De este modo, las víctimas permanecieron en situación de desamparo y soledad al menos hasta bien entrados los años noventa. La loable y pionera labor de las primeras asociaciones de víctimas, creadas a principios de los ochenta por familiares; las primeras manifestaciones contra ETA, impulsadas por la rama vasca del Partido Comunista de España –el EPK– desde 1978; y las movilizaciones perpetuas dinamizadas por Gesto por la Paz a partir de 1986, conformaron los principales y casi únicos apoyos sociales a las víctimas de ETA durante décadas (Moreno Bibiloni, 2019; Aparicio Rodríguez, 2023: 349-350).
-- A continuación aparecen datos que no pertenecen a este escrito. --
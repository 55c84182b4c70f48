//! File read tool: read a window of lines from a text file.

use async_trait::async_trait;
use citycode_core::error::ToolError;
use citycode_core::tool::{Tool, ToolResult};
use std::path::PathBuf;

pub struct ReadFileTool {
    root: PathBuf,
    max_lines: usize,
}

impl ReadFileTool {
    pub fn new(root: PathBuf, max_lines: usize) -> Self {
        Self { root, max_lines }
    }
}

#[async_trait]
impl Tool for ReadFileTool {
    fn name(&self) -> &str {
        "read_file"
    }

    fn description(&self) -> &str {
        "Read lines from a text file. Returns at most max_lines lines starting at start_line (1-based)."
    }

    fn parameters_schema(&self) -> serde_json::Value {
        serde_json::json!({
            "type": "object",
            "properties": {
                "file_path": {
                    "type": "string",
                    "description": "Path of the file to read"
                },
                "start_line": {
                    "type": "integer",
                    "description": "First line to return, 1-based (default 1)"
                },
                "max_lines": {
                    "type": "integer",
                    "description": "Maximum number of lines to return"
                }
            },
            "required": ["file_path"]
        })
    }

    async fn execute(&self, arguments: serde_json::Value) -> Result<ToolResult, ToolError> {
        let file_path = arguments["file_path"]
            .as_str()
            .ok_or_else(|| ToolError::InvalidArguments("Missing 'file_path' argument".into()))?;
        let start_line = arguments["start_line"]
            .as_u64()
            .map_or(1, |n| usize::try_from(n).unwrap_or(usize::MAX))
            .max(1);
        let max_lines = arguments["max_lines"]
            .as_u64()
            .map(|n| usize::try_from(n).unwrap_or(usize::MAX))
            .unwrap_or(self.max_lines)
            .max(1);

        let path = crate::resolve_path(&self.root, file_path);
        let content = match tokio::fs::read_to_string(&path).await {
            Ok(c) => c,
            Err(e) => return Ok(ToolResult::failed(format!("Failed to read file {file_path}: {e}"))),
        };

        let lines: Vec<&str> = content.lines().collect();
        let total = lines.len();
        if total == 0 {
            return Ok(ToolResult::ok(format!("=== {file_path} (empty file) ===")));
        }
        if start_line > total {
            return Ok(ToolResult::failed(format!(
                "start_line {start_line} is past the end of {file_path} ({total} lines)"
            )));
        }

        let end = start_line.saturating_add(max_lines - 1).min(total);
        let mut out = format!("=== {file_path} (lines {start_line}-{end}) ===\n");
        out.push_str(&lines[start_line - 1..end].join("\n"));
        if end < total {
            out.push_str(&format!("\n... ({} more lines available)", total - end));
        }
        Ok(ToolResult::ok(out))
    }
}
En el ámbito legislativo, si bien el Real Decreto Ley 3/1979, de 26 de enero, de protección de la seguridad ciudadana ya contemplaba indemnizaciones económicas para las víctimas del terrorismo, no sería hasta finales de los años noventa –debido, en gran medida, a la creciente presión de las asociaciones de víctimas– cuando comenzasen a promulgarse leyes específicas nacionales más desarrolladas y completas, como la Ley 32/1999 de solidaridad con las víctimas del terrorismo, precedidas por algunas medidas de ámbito regional en el País Vasco, Navarra o Madrid. Pero la principal medida legislativa llegaría más de una década después, con la Ley 29/2011 de reconocimiento y protección integral de las víctimas del terrorismo, que creó, a su vez, la Fundación Centro para la Memoria de las Víctimas del Terrorismo (Jiménez Ramos, 2023: 19-21). En todo este proceso, las iniciativas planteadas en el ámbito vasco y navarro, más avanzado que el resto del país, sirvieron de guía; así, destacan la creación de una Dirección de Atención a las Víctimas (2001), diferentes decretos ley de asistencia estas (1988, 2000 y 2002), o la Ley de Reconocimiento y Reparación de las Víctimas del Terrorismo de 2008, más el decreto de 2010 de desarrollo del sistema de asistencia integral (Rivera, 2024).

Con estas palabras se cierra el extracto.